コンビーナ:*Christoph Rupprecht(Griffith School of Environment, Griffith University)、高瀬 唯(千葉大学大学院園芸学研究科)、古谷 勝則(千葉大学大学院園芸学研究科)

18:15 〜 19:30

[HGG01-P03] 都道府県レベルの人口密度と緑地保全活動への意識の違い

*櫻庭 晶子1高瀬 唯2 (1.筑波技術大学、2.千葉大学大学院園芸学研究科)

キーワード:緑地保全活動, 人口密度, 都道府県

1.はじめに
 緑豊かな都市環境の形成の一手段として,都市の緑地保全が挙げられる。日本の都市では、市民による緑地保全活動が行われている。本研究では、都市とそれ以外の地域で緑地保全活動の状況に違いがあるか明らかにすることを目的とした。

2.研究の方法
 市民対象の緑地保全活動参加への意識調査を2013 年 2 月に行った(n=1500)。ネットリサーチに関する民間企業を通し,インターネット上で調査を行った。調査内容として,回答者の属性,保全活動への参加経験の有無,保全活動への参加意欲の有無,保全活動参加に対する意識を調査した。
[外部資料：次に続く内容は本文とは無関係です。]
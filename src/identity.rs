//! Identity verification against the external identity provider.
//!
//! The engine never inspects identity tokens itself. It hands the opaque
//! bearer credential to an [`IdentityVerifier`] and trusts the provider's
//! attestation of a verified account identifier. The HTTP implementation
//! targets a Google-tokeninfo-style endpoint; tests substitute a fixed
//! verifier behind the same trait.

use async_trait::async_trait;
use serde::Deserialize;

/// Identity verification failures.
#[derive(Debug, thiserror::Error)]
pub enum IdentityError {
    /// The provider examined the credential and did not attest a verified
    /// account. Not retryable without a fresh credential.
    #[error("{0}")]
    Rejected(String),

    /// The provider could not be reached or answered unintelligibly. The
    /// caller may retry the whole request.
    #[error("Identity provider request failed: {0}")]
    Provider(#[from] reqwest::Error),
}

/// Black-box capability: opaque bearer credential in, verified account
/// identifier out.
#[async_trait]
pub trait IdentityVerifier: Send + Sync {
    async fn verify_identity(
        &self,
        credential: &str,
        token_type: &str,
    ) -> Result<String, IdentityError>;
}

/// Identity verifier backed by an HTTP token-introspection endpoint.
pub struct HttpIdentityVerifier {
    client: reqwest::Client,
    endpoint: String,
}

impl HttpIdentityVerifier {
    /// Build a verifier for the given introspection endpoint.
    ///
    /// The request timeout is bounded so a stalled provider cannot stall
    /// authorization indefinitely.
    pub fn new(endpoint: impl Into<String>) -> Result<Self, reqwest::Error> {
        let client = reqwest::Client::builder()
            .timeout(std::time::Duration::from_secs(5))
            .build()?;

        Ok(Self {
            client,
            endpoint: endpoint.into(),
        })
    }
}

/// Relevant subset of the provider's introspection response.
#[derive(Debug, Deserialize)]
struct TokenInfo {
    email: Option<String>,

    #[serde(default)]
    email_verified: Option<EmailVerified>,
}

/// Google renders this claim as a bool on some endpoints and as the string
/// `"true"` on others.
#[derive(Debug, Deserialize)]
#[serde(untagged)]
enum EmailVerified {
    Flag(bool),
    Text(String),
}

impl EmailVerified {
    fn is_true(&self) -> bool {
        match self {
            Self::Flag(flag) => *flag,
            Self::Text(text) => text.eq_ignore_ascii_case("true"),
        }
    }
}

#[async_trait]
impl IdentityVerifier for HttpIdentityVerifier {
    /// Resolve a bearer credential to a verified email address.
    ///
    /// # Flow
    ///
    /// 1. Map the token type to the provider's query parameter
    /// 2. Call the introspection endpoint
    /// 3. Require a successful response carrying a verified email
    ///
    /// # Errors
    ///
    /// - `Rejected`: unsupported token type, non-success provider status,
    ///   missing email, or unverified email
    /// - `Provider`: transport failure or unparseable response body
    async fn verify_identity(
        &self,
        credential: &str,
        token_type: &str,
    ) -> Result<String, IdentityError> {
        let param = match token_type {
            "id_token" => "id_token",
            "access_token" => "access_token",
            other => {
                return Err(IdentityError::Rejected(format!(
                    "Unsupported token type: {other}"
                )));
            }
        };

        let response = self
            .client
            .get(&self.endpoint)
            .query(&[(param, credential)])
            .send()
            .await?;

        if !response.status().is_success() {
            return Err(IdentityError::Rejected(
                "Identity provider rejected the credential".to_string(),
            ));
        }

        let info: TokenInfo = response.json().await?;

        let email = info.email.ok_or_else(|| {
            IdentityError::Rejected("Identity provider returned no account identifier".to_string())
        })?;

        if !info.email_verified.as_ref().is_some_and(EmailVerified::is_true) {
            return Err(IdentityError::Rejected(
                "Account email is not verified".to_string(),
            ));
        }

        Ok(email)
    }
}

/// Fixed-outcome verifier for tests: attests one account for any
/// credential, or rejects everything.
#[cfg(test)]
pub struct StaticIdentity {
    account: Option<String>,
}

#[cfg(test)]
impl StaticIdentity {
    pub fn verified(account: &str) -> Self {
        Self {
            account: Some(account.to_string()),
        }
    }

    pub fn rejecting() -> Self {
        Self { account: None }
    }
}

#[cfg(test)]
#[async_trait]
impl IdentityVerifier for StaticIdentity {
    async fn verify_identity(
        &self,
        _credential: &str,
        _token_type: &str,
    ) -> Result<String, IdentityError> {
        self.account
            .clone()
            .ok_or_else(|| IdentityError::Rejected("Credential rejected".to_string()))
    }
}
本研究では広域地方公共団体の人口密度から3000人/kmと1000人/kmを基準に、3つに分けて比較した。人口密度3000人/kmを、本論ではO3000と表記し、東京都(6016人/km)、大阪府(4667人/km)、神奈川県(3745人/km)である。1000人/km以上 3000人/km未満を、本論ではU3000と表記し、埼玉県(1894人/km)、愛知県(1438人/km)、千葉県(1206人/km)、福岡県(1019人/km)である。これら以外の広域地方公共団体が1000人/km未満であり、U1000と表記した。分析には、χ2検定を用いた。

3.結果と考察
 3.1 個人属性
 回答者全体では男性750人(50.0%)、女性750人(50.0%)であり、10代から50代まで各250人(16.7%)で、60代188人(12.5%)、70代62人(4.1%)であった。回答者全体では、有職が779人(51.9%)、無職(主婦など)が439人(29.1%)、その他285人(19.0%)であった。性別や年代に偏りが少ない回答者となっている。次に、回答者の居住地は、O3000が 475人(31.7%)、U3000が328人(21.9%)、U1000が697人(46.5%)であった。

 3.2 参加経験と参加意思
 緑地保全活動への参加経験のある回答者は、O3000が 92人(19.4%)、U3000が86人(26.2%)、U1000が190人(27.3%)であり、有意差があった(p<.05)。緑地保全活動への参加意思のある回答者は、O3000が 178人(37.5%)、U3000が141人(43.0%)、U1000が190人(45.3%)であり、有意差があった(p<.05)。O3000より、U3000やU1000の方が緑保全活動への参加経験と参加意思が高かった。

 3.3 保全活動参加に対する意識
 情報の調べ方がわからないと感じると回答した人数は、O3000が 216人(45.5%)、U3000が120人(36.6%)、U1000が307人(44.0%)であり、有意差があった(p<.05)。他の14課題項目では有意差が見られなかった。

4.おわりに
 緑地保全活動への参加経験と参加意思でみると、3000人/km以上の広域地方公共団体と3000人/km未満の広域地方公共団体の間に、有意な差がみられた。このことからも、都市とそれ以外の地域で緑地保全活動の状況に違いがあることを明らかにできた。